PROBLEM STATEMENT ▸ Calculate how many lines in the following records hold the word "crates", and report that number without comment.

Extracted data entries:
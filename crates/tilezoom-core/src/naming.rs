//! Tile addressing strategies.
//!
//! Each scheme is a pure formatting function over (level, x, y) and the
//! pyramid's tile counts; callers attach a base URL themselves.

use serde::{Deserialize, Serialize};

use crate::error::Result;
use crate::pyramid::TilePyramid;

/// Naming convention mapping a tile position to a resource identifier.
#[derive(Clone, Copy, Debug, Default, PartialEq, Eq, Serialize, Deserialize)]
pub enum NamingScheme {
    /// `TileGroup{g}/{level}-{x}-{y}.jpg`, where groups advance every
    /// `tile_size` tiles of global index.
    #[default]
    Zoomify,
    /// Zero-padded `{level:03}_{x:03}_{y:03}.jpg`.
    Imgcnv,
    /// Query-string form `tile={level},{x},{y},{xsize},{ysize}`.
    Bisque,
}

impl std::fmt::Display for NamingScheme {
    fn fmt(&self, f: &mut std::fmt::Formatter<'_>) -> std::fmt::Result {
        match self {
            NamingScheme::Zoomify => write!(f, "Zoomify"),
            NamingScheme::Imgcnv => write!(f, "Imgcnv"),
            NamingScheme::Bisque => write!(f, "Bisque"),
        }
    }
}

impl NamingScheme {
    /// Format the address of the tile at (x, y) on `level`.
    ///
    /// Validates x/y against the level grid (via the global index for
    /// Zoomify, directly for the others), so a malformed address is never
    /// produced.
    pub fn filename(&self, pyramid: &TilePyramid, level: usize, x: u64, y: u64) -> Result<String> {
        let index = pyramid.tile_index(level, x, y)?;
        let lvl = pyramid.level(level);
        Ok(match self {
            NamingScheme::Zoomify => {
                let group = index / u64::from(pyramid.x_tile_size());
                format!("TileGroup{}/{}-{}-{}.jpg", group, lvl.index, x, y)
            }
            NamingScheme::Imgcnv => format!("{:03}_{:03}_{:03}.jpg", lvl.index, x, y),
            NamingScheme::Bisque => format!(
                "tile={},{},{},{},{}",
                lvl.index,
                x,
                y,
                lvl.x_tile_size,
                lvl.y_tile_size
            ),
        })
    }
}

impl TilePyramid {
    /// Address of the tile at (x, y) on `level` under `scheme`.
    pub fn tile_filename(
        &self,
        scheme: NamingScheme,
        level: usize,
        x: u64,
        y: u64,
    ) -> Result<String> {
        scheme.filename(self, level, x, y)
    }
}
use anyhow::Result;
use clap::Args;
use tilezoom_core::TilePyramid;

use super::GeometryArgs;

#[derive(Args)]
pub struct LocateArgs {
    /// Global tile index to look up
    pub index: u64,

    #[command(flatten)]
    pub geometry: GeometryArgs,
}

pub fn run(args: &LocateArgs) -> Result<()> {
    let config = args.geometry.resolve()?;
    let naming = config.naming;
    let pyramid = TilePyramid::build(&config)?;

    let coord = pyramid.locate(args.index)?;
    let lvl = pyramid.level(coord.level);
    let name = pyramid.tile_filename(naming, coord.level, coord.x, coord.y)?;

    println!("Index:       {}", args.index);
    println!("Level:       {} ({}x{} px)", coord.level, lvl.width, lvl.height);
    println!("Tile:        ({}, {}) of {}x{}", coord.x, coord.y, lvl.x_tiles, lvl.y_tiles);
    println!("Address:     {}", name);

    Ok(())
}
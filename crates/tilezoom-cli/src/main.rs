mod commands;
mod summary;

use anyhow::Result;
use clap::{Parser, Subcommand};
use tracing_subscriber::EnvFilter;

#[derive(Parser)]
#[command(name = "tilezoom", about = "Deep-zoom tile pyramid addressing tool")]
#[command(version)]
struct Cli {
    /// Enable verbose output
    #[arg(short, long, global = true)]
    verbose: bool,

    #[command(subcommand)]
    command: Commands,
}

#[derive(Subcommand)]
enum Commands {
    /// Show pyramid geometry for an image
    Info(commands::info::InfoArgs),
    /// Emit tile addresses for one level or the whole pyramid
    Tiles(commands::tiles::TilesArgs),
    /// Map a global tile index back to level/x/y
    Locate(commands::locate::LocateArgs),
    /// Print or save a default pyramid config
    Config(commands::config::ConfigArgs),
}

fn main() -> Result<()> {
    let cli = Cli::parse();

    let filter = if cli.verbose {
        EnvFilter::new("debug")
    } else {
        EnvFilter::new("warn")
    };
    tracing_subscriber::fmt().with_env_filter(filter).init();

    match &cli.command {
        Commands::Info(args) => commands::info::run(args),
        Commands::Tiles(args) => commands::tiles::run(args),
        Commands::Locate(args) => commands::locate::run(args),
        Commands::Config(args) => commands::config::run(args),
    }
}
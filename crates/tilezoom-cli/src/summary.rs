use console::Style;
use tilezoom_core::{PyramidConfig, TilePyramid};

struct Styles {
    title: Style,
    header: Style,
    label: Style,
    value: Style,
    method: Style,
}

impl Styles {
    fn new() -> Self {
        Self {
            title: Style::new().cyan().bold(),
            header: Style::new().cyan().bold(),
            label: Style::new().dim(),
            value: Style::new().bold().white(),
            method: Style::new().green(),
        }
    }
}

pub fn print_pyramid_summary(config: &PyramidConfig, pyramid: &TilePyramid) {
    let s = Styles::new();

    println!();
    println!("  {}", s.title.apply_to("Tile Pyramid"));
    println!("  {}", s.title.apply_to("\u{2550}\u{2550}\u{2550}\u{2550}\u{2550}\u{2550}\u{2550}\u{2550}\u{2550}\u{2550}\u{2550}\u{2550}\u{2550}\u{2550}\u{2550}\u{2550}"));
    println!();

    println!(
        "  {:<14}{}",
        s.label.apply_to("Image"),
        s.value.apply_to(format!("{}x{} px", config.width, config.height))
    );
    println!(
        "  {:<14}{}",
        s.label.apply_to("Tile size"),
        s.value.apply_to(format!(
            "{}x{} px",
            pyramid.x_tile_size(),
            pyramid.y_tile_size()
        ))
    );
    println!(
        "  {:<14}{}",
        s.label.apply_to("Policy"),
        s.method.apply_to(config.policy)
    );
    println!(
        "  {:<14}{}",
        s.label.apply_to("Naming"),
        s.method.apply_to(config.naming)
    );
    println!(
        "  {:<14}{}",
        s.label.apply_to("Levels"),
        s.value.apply_to(pyramid.level_count())
    );
    println!(
        "  {:<14}{}",
        s.label.apply_to("Total tiles"),
        s.value.apply_to(pyramid.total_tiles())
    );

    println!();
    println!(
        "  {}",
        s.header
            .apply_to(format!("  {:<6}{:>12}{:>12}{:>10}", "Level", "Width", "Height", "Tiles"))
    );
    for lvl in pyramid.levels() {
        println!(
            "    {:<6}{:>12}{:>12}{:>10}",
            lvl.index,
            lvl.width,
            lvl.height,
            format!("{}x{}", lvl.x_tiles, lvl.y_tiles)
        );
    }
    println!();
}
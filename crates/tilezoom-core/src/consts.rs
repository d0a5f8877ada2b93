/// Default tile edge length in pixels, shared by all naming schemes.
pub const DEFAULT_TILE_SIZE: u32 = 256;

/// Smallest dimension (in pixels) that still gets its own pyramid level.
///
/// Halving stops once both dimensions fit under `tile_size / 2 + 1`,
/// so the coarsest level is never a degenerate sliver of a tile.
pub fn min_level_extent(tile_size: u32) -> u32 {
    tile_size / 2 + 1
}

/// Ceiling division for tile-grid extents.
pub fn ceil_div(value: u32, divisor: u32) -> u64 {
    (u64::from(value) + u64::from(divisor) - 1) / u64::from(divisor)
}
use std::path::PathBuf;

use anyhow::{Context, Result};
use clap::Args;
use tilezoom_core::{NamingScheme, PyramidConfig, ScalingPolicy};

#[derive(Args)]
pub struct ConfigArgs {
    /// Write config to a file instead of stdout
    #[arg(short, long)]
    pub output: Option<PathBuf>,
}

/// Print or save a full default PyramidConfig as TOML.
pub fn run(args: &ConfigArgs) -> Result<()> {
    let config = PyramidConfig {
        width: 4096,
        height: 4096,
        levels: None,
        policy: ScalingPolicy::PowerOfTwo,
        naming: NamingScheme::Zoomify,
        ..PyramidConfig::default()
    };
    let toml_str = toml::to_string_pretty(&config)?;

    if let Some(ref path) = args.output {
        std::fs::write(path, &toml_str)
            .with_context(|| format!("Failed to write config to {}", path.display()))?;
        println!("Default config saved to {}", path.display());
    } else {
        print!("{}", toml_str);
    }

    Ok(())
}
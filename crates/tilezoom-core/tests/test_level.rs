use tilezoom_core::TilePyramid;

// ---------------------------------------------------------------------------
// Tile grid
// ---------------------------------------------------------------------------

#[test]
fn test_exact_multiple_grid() {
    let pyramid = TilePyramid::new(1024, 512, 256).unwrap();
    let top = pyramid.level(pyramid.max_level());
    assert_eq!(top.x_tiles, 4);
    assert_eq!(top.y_tiles, 2);
}

#[test]
fn test_partial_edge_tiles_round_up() {
    let pyramid = TilePyramid::new(1025, 513, 256).unwrap();
    let top = pyramid.level(pyramid.max_level());
    assert_eq!(top.x_tiles, 5);
    assert_eq!(top.y_tiles, 3);
}

#[test]
fn test_every_level_has_at_least_one_tile() {
    let pyramid = TilePyramid::new(7000, 30, 256).unwrap();
    for lvl in pyramid.levels() {
        assert!(lvl.tiles() >= 1, "level {} has no tiles", lvl.index);
    }
}

#[test]
fn test_contains_matches_grid() {
    let pyramid = TilePyramid::new(1000, 800, 256).unwrap();
    let top = pyramid.level(pyramid.max_level());
    assert!(top.contains(3, 3));
    assert!(!top.contains(4, 0));
    assert!(!top.contains(0, 4));
}

// ---------------------------------------------------------------------------
// tile_range
// ---------------------------------------------------------------------------

#[test]
fn test_tile_range_covers_viewport() {
    let pyramid = TilePyramid::new(1000, 800, 256).unwrap();
    let top = pyramid.level(pyramid.max_level());
    let (cols, rows) = top.tile_range(200, 200, 600, 600).unwrap();
    assert_eq!(cols, 0..=2);
    assert_eq!(rows, 0..=2);
}

#[test]
fn test_tile_range_clamps_to_level_extent() {
    let pyramid = TilePyramid::new(1000, 800, 256).unwrap();
    let top = pyramid.level(pyramid.max_level());
    // Viewport hanging past the right/bottom edge.
    let (cols, rows) = top.tile_range(900, 700, 5000, 5000).unwrap();
    assert_eq!(cols, 3..=3);
    assert_eq!(rows, 2..=3);
}

#[test]
fn test_tile_range_single_pixel() {
    let pyramid = TilePyramid::new(1000, 800, 256).unwrap();
    let top = pyramid.level(pyramid.max_level());
    let (cols, rows) = top.tile_range(256, 0, 257, 1).unwrap();
    assert_eq!(cols, 1..=1);
    assert_eq!(rows, 0..=0);
}

#[test]
fn test_tile_range_empty_region_is_none() {
    let pyramid = TilePyramid::new(1000, 800, 256).unwrap();
    let top = pyramid.level(pyramid.max_level());
    assert!(top.tile_range(100, 100, 100, 200).is_none());
    assert!(top.tile_range(2000, 0, 2100, 100).is_none());
}
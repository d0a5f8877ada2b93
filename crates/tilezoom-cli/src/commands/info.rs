use anyhow::Result;
use clap::Args;
use tilezoom_core::TilePyramid;

use super::GeometryArgs;

#[derive(Args)]
pub struct InfoArgs {
    #[command(flatten)]
    pub geometry: GeometryArgs,
}

pub fn run(args: &InfoArgs) -> Result<()> {
    let config = args.geometry.resolve()?;
    let pyramid = TilePyramid::build(&config)?;
    crate::summary::print_pyramid_summary(&config, &pyramid);
    Ok(())
}
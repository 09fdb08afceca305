//! Serialized form of the muscle document.
//!
//! Numeric fields are written as numbers. Older documents may contain them as strings, so both
//! forms are accepted when reading.

use std::collections::HashSet;

use chrono::{DateTime, Utc};
use serde::{Deserialize, Serialize};

use crate::domain;

#[derive(Serialize, Deserialize, Debug, Clone, PartialEq)]
#[serde(rename_all = "camelCase")]
pub struct Muscle {
    pub name: String,
    #[serde(default, skip_serializing_if = "Option::is_none")]
    pub subtitle: Option<String>,
    #[serde(default)]
    pub image_uri: String,
    #[serde(default)]
    pub exercises: Vec<Exercise>,
}

impl From<&domain::Muscle> for Muscle {
    fn from(value: &domain::Muscle) -> Self {
        Self {
            name: value.name.to_string(),
            subtitle: value.subtitle.clone(),
            image_uri: value.image_uri.clone(),
            exercises: value.exercises.iter().map(Exercise::from).collect(),
        }
    }
}

impl TryFrom<Muscle> for domain::Muscle {
    type Error = DocumentError;

    fn try_from(value: Muscle) -> Result<Self, Self::Error> {
        let name = domain::Name::new(&value.name)?;
        let mut exercise_names = HashSet::new();
        let exercises = value
            .exercises
            .into_iter()
            .map(|e| -> Result<_, DocumentError> {
                let exercise = domain::Exercise::try_from(e)?;
                if exercise_names.insert(exercise.name.clone()) {
                    Ok(exercise)
                } else {
                    Err(DocumentError::DuplicateExercise(exercise.name.to_string()))
                }
            })
            .collect::<Result<Vec<_>, DocumentError>>()?;
        Ok(Self {
            exercises,
            ..domain::Muscle::new(name, value.subtitle, value.image_uri)
        })
    }
}

#[derive(Serialize, Deserialize, Debug, Clone, PartialEq)]
#[serde(rename_all = "camelCase")]
#[allow(clippy::struct_excessive_bools)]
pub struct Exercise {
    pub name: String,
    #[serde(default)]
    pub is_free_weight: bool,
    #[serde(default)]
    pub is_machine: bool,
    #[serde(default)]
    pub is_body_weight: bool,
    #[serde(default)]
    pub history: History,
    #[serde(default, skip_serializing_if = "Option::is_none")]
    pub weight: Option<Decimal>,
    #[serde(default, skip_serializing_if = "Option::is_none")]
    pub reps: Option<Integer>,
    #[serde(default, skip_serializing_if = "Option::is_none")]
    pub sets: Option<Integer>,
}

impl From<&domain::Exercise> for Exercise {
    fn from(value: &domain::Exercise) -> Self {
        Self {
            name: value.name.to_string(),
            is_free_weight: value.is_free_weight,
            is_machine: value.is_machine,
            is_body_weight: value.is_body_weight,
            history: History::from(&value.history),
            weight: value.weight.map(|w| Decimal::Number(w.into())),
            reps: value.reps.map(|r| Integer::Number(u32::from(r).into())),
            sets: value.sets.map(|s| Integer::Number(u32::from(s).into())),
        }
    }
}

impl TryFrom<Exercise> for domain::Exercise {
    type Error = DocumentError;

    fn try_from(value: Exercise) -> Result<Self, Self::Error> {
        Ok(Self {
            name: domain::Name::new(&value.name)?,
            is_free_weight: value.is_free_weight,
            is_machine: value.is_machine,
            is_body_weight: value.is_body_weight,
            history: domain::History::from(value.history),
            weight: value.weight.and_then(weight),
            reps: value.reps.and_then(reps),
            sets: value.sets.and_then(sets),
        })
    }
}

/// History entries per training type. Absent training types have never been used.
#[derive(Serialize, Deserialize, Debug, Default, Clone, PartialEq)]
#[serde(rename_all = "camelCase")]
pub struct History {
    #[serde(default, skip_serializing_if = "Option::is_none")]
    pub free_weight: Option<Vec<HistoryEntry>>,
    #[serde(default, skip_serializing_if = "Option::is_none")]
    pub machine: Option<Vec<HistoryEntry>>,
    #[serde(default, skip_serializing_if = "Option::is_none")]
    pub body_weight: Option<Vec<HistoryEntry>>,
}

impl History {
    fn entries_mut(&mut self, training_type: domain::TrainingType) -> &mut Option<Vec<HistoryEntry>> {
        match training_type {
            domain::TrainingType::FreeWeight => &mut self.free_weight,
            domain::TrainingType::Machine => &mut self.machine,
            domain::TrainingType::BodyWeight => &mut self.body_weight,
        }
    }
}

impl From<&domain::History> for History {
    fn from(value: &domain::History) -> Self {
        let mut history = Self::default();
        for (training_type, entries) in value.iter() {
            *history.entries_mut(training_type) =
                Some(entries.iter().map(HistoryEntry::from).collect());
        }
        history
    }
}

impl From<History> for domain::History {
    fn from(value: History) -> Self {
        [
            (domain::TrainingType::FreeWeight, value.free_weight),
            (domain::TrainingType::Machine, value.machine),
            (domain::TrainingType::BodyWeight, value.body_weight),
        ]
        .into_iter()
        .filter_map(|(training_type, entries)| {
            entries.map(|entries| {
                (
                    training_type,
                    entries
                        .into_iter()
                        .map(domain::HistoryEntry::from)
                        .collect(),
                )
            })
        })
        .collect()
    }
}

#[derive(Serialize, Deserialize, Debug, Clone, PartialEq)]
#[serde(rename_all = "camelCase")]
pub struct HistoryEntry {
    #[serde(default, skip_serializing_if = "Option::is_none")]
    pub name: Option<String>,
    #[serde(default, skip_serializing_if = "Option::is_none")]
    pub weight: Option<Decimal>,
    #[serde(default, skip_serializing_if = "Option::is_none")]
    pub reps: Option<Integer>,
    #[serde(default, skip_serializing_if = "Option::is_none")]
    pub sets: Option<Integer>,
    #[serde(default)]
    pub notes: String,
    pub date: DateTime<Utc>,
}

impl From<&domain::HistoryEntry> for HistoryEntry {
    fn from(value: &domain::HistoryEntry) -> Self {
        Self {
            name: value.name.as_ref().map(ToString::to_string),
            weight: value.weight.map(|w| Decimal::Number(w.into())),
            reps: value.reps.map(|r| Integer::Number(u32::from(r).into())),
            sets: value.sets.map(|s| Integer::Number(u32::from(s).into())),
            notes: value.notes.clone(),
            date: value.date,
        }
    }
}

impl From<HistoryEntry> for domain::HistoryEntry {
    fn from(value: HistoryEntry) -> Self {
        Self {
            name: value.name.and_then(|n| domain::Name::new(&n).ok()),
            weight: value.weight.and_then(weight),
            reps: value.reps.and_then(reps),
            sets: value.sets.and_then(sets),
            notes: value.notes,
            date: value.date,
        }
    }
}

#[derive(Serialize, Deserialize, Debug, Clone, PartialEq)]
#[serde(untagged)]
pub enum Decimal {
    Number(f32),
    Text(String),
}

#[derive(Serialize, Deserialize, Debug, Clone, PartialEq, Eq)]
#[serde(untagged)]
pub enum Integer {
    Number(serde_json::Number),
    Text(String),
}

// Numeric values were stored as entered, so values that are blank, unparsable or out of range
// read as absent.

fn weight(value: Decimal) -> Option<domain::Weight> {
    match value {
        Decimal::Number(number) => domain::Weight::new(number).ok(),
        Decimal::Text(text) => domain::Weight::try_from(text.as_str()).ok(),
    }
}

fn reps(value: Integer) -> Option<domain::Reps> {
    match value {
        Integer::Number(number) => domain::Reps::new(integer(&number)?).ok(),
        Integer::Text(text) => domain::Reps::try_from(text.as_str()).ok(),
    }
}

fn sets(value: Integer) -> Option<domain::Sets> {
    match value {
        Integer::Number(number) => domain::Sets::new(integer(&number)?).ok(),
        Integer::Text(text) => domain::Sets::try_from(text.as_str()).ok(),
    }
}

fn integer(number: &serde_json::Number) -> Option<u32> {
    number.as_u64().and_then(|n| u32::try_from(n).ok())
}

pub fn parse(json: &str) -> Result<Vec<domain::Muscle>, DocumentError> {
    let muscles = serde_json::from_str::<Vec<Muscle>>(json)?;
    let mut names = HashSet::new();
    muscles
        .into_iter()
        .map(|m| -> Result<_, DocumentError> {
            let muscle = domain::Muscle::try_from(m)?;
            if names.insert(muscle.name.clone()) {
                Ok(muscle)
            } else {
                Err(DocumentError::DuplicateMuscle(muscle.name.to_string()))
            }
        })
        .collect()
}

pub fn serialize(muscles: &[domain::Muscle]) -> Result<String, DocumentError> {
    Ok(serde_json::to_string(
        &muscles.iter().map(Muscle::from).collect::<Vec<_>>(),
    )?)
}

#[derive(thiserror::Error, Debug)]
pub enum DocumentError {
    #[error(transparent)]
    Json(#[from] serde_json::Error),
    #[error("duplicate muscle \"{0}\"")]
    DuplicateMuscle(String),
    #[error("duplicate exercise \"{0}\"")]
    DuplicateExercise(String),
    #[error("invalid name: {0}")]
    Name(#[from] domain::NameError),
}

WORKED SOLUTION ▸ 6